• [WHAT THE EXERCISE ASKS]: Determine how many lines in these records hold "impl". Only the number is wanted.

[Stored data entries]
*****

//! Default values shared by the validator, the DZN writer and the
//! visualization session.

pub const DEFAULT_ROWS: u32 = 16;
pub const DEFAULT_COLS: u32 = 24;

pub const MATERIAL_NAME_MAX_LENGTH: usize = 100;
pub const CONCENTRATION_LABEL_MAX_LENGTH: usize = 100;

pub const ALPHA_MIN: f64 = 0.3;
pub const ALPHA_MAX: f64 = 1.0;

pub const COORDINATE_CACHE_SIZE: usize = 2048;
pub const PALETTE_SIZE: usize = 20;
pub const WELL_COLUMN_WIDTH: usize = 2;

/// Offset from a grid index to the centre of its cell in plot units.
pub const WELL_COORDINATE_OFFSET: f64 = 0.5;

pub const DEFAULT_COMPOUNDS: &str = "{'Drug1': [5, '0.1', '0.3'], 'Drug2': [5, '1']}";
pub const DEFAULT_CONTROLS: &str = "{'pos': [10, '100']}";
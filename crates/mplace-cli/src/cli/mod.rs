mod commands;
mod helpers;

use clap::Parser;
use mplace_core::domain::MplaceError;
use mplace_core::parser::ValidationReport;

pub fn run_from_env() -> i32 {
    helpers::init_tracing();
    let args: Vec<String> = std::env::args().collect();

    match parse_and_dispatch(args) {
        Ok(code) => code,
        Err(error) => {
            if let CliError::Validation(report) = &error {
                eprintln!("{}", report.render());
            }
            let diagnostic = error.as_mplace_error();
            eprintln!("{}", diagnostic.diagnostic_line());
            if let Some(summary_line) = diagnostic.fatal_exit_line() {
                eprintln!("{}", summary_line);
            }
            diagnostic.exit_code()
        }
    }
}

fn parse_and_dispatch(args: Vec<String>) -> Result<i32, CliError> {
    match Cli::try_parse_from(&args) {
        Ok(cli) => dispatch_parsed(cli.command),
        Err(err) => match err.kind() {
            clap::error::ErrorKind::DisplayHelp | clap::error::ErrorKind::DisplayVersion => {
                print!("{}", err);
                Ok(0)
            }
            _ => Err(CliError::Usage(err.to_string())),
        },
    }
}

#[derive(Parser)]
#[command(name = "mplace", version, about = "Microplate layout input validation and visualization")]
struct Cli {
    #[command(subcommand)]
    command: CliCommand,
}

#[derive(clap::Subcommand)]
enum CliCommand {
    /// Validate materials and write the solver data file
    Generate(commands::GenerateArgs),
    /// Print plate size and control names of a data file as JSON
    Scan(commands::ScanArgs),
    /// Cut the layout CSV block out of raw solver output
    Extract(commands::ExtractArgs),
    /// Print per-well render markers for a solved layout as JSON
    Markers(commands::MarkersArgs),
}

fn dispatch_parsed(command: CliCommand) -> Result<i32, CliError> {
    match command {
        CliCommand::Generate(args) => commands::run_generate_command(args),
        CliCommand::Scan(args) => commands::run_scan_command(args),
        CliCommand::Extract(args) => commands::run_extract_command(args),
        CliCommand::Markers(args) => commands::run_markers_command(args),
    }
}

#[derive(Debug, thiserror::Error)]
pub enum CliError {
    #[error("{0}")]
    Usage(String),
    #[error(transparent)]
    Validation(ValidationReport),
    #[error("{0}")]
    Compute(MplaceError),
    #[error(transparent)]
    Internal(#[from] anyhow::Error),
}

impl CliError {
    fn as_mplace_error(&self) -> MplaceError {
        match self {
            Self::Usage(message) => MplaceError::schema("INPUT.CLI_USAGE", message.trim_end()),
            Self::Validation(report) => MplaceError::schema("INPUT.VALIDATION", report.to_string()),
            Self::Compute(error) => error.clone(),
            Self::Internal(error) => MplaceError::io_system("IO.CLI", format!("{error:#}")),
        }
    }
}

impl From<MplaceError> for CliError {
    fn from(error: MplaceError) -> Self {
        Self::Compute(error)
    }
}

*****

• [EXERCISE RESULT]: 2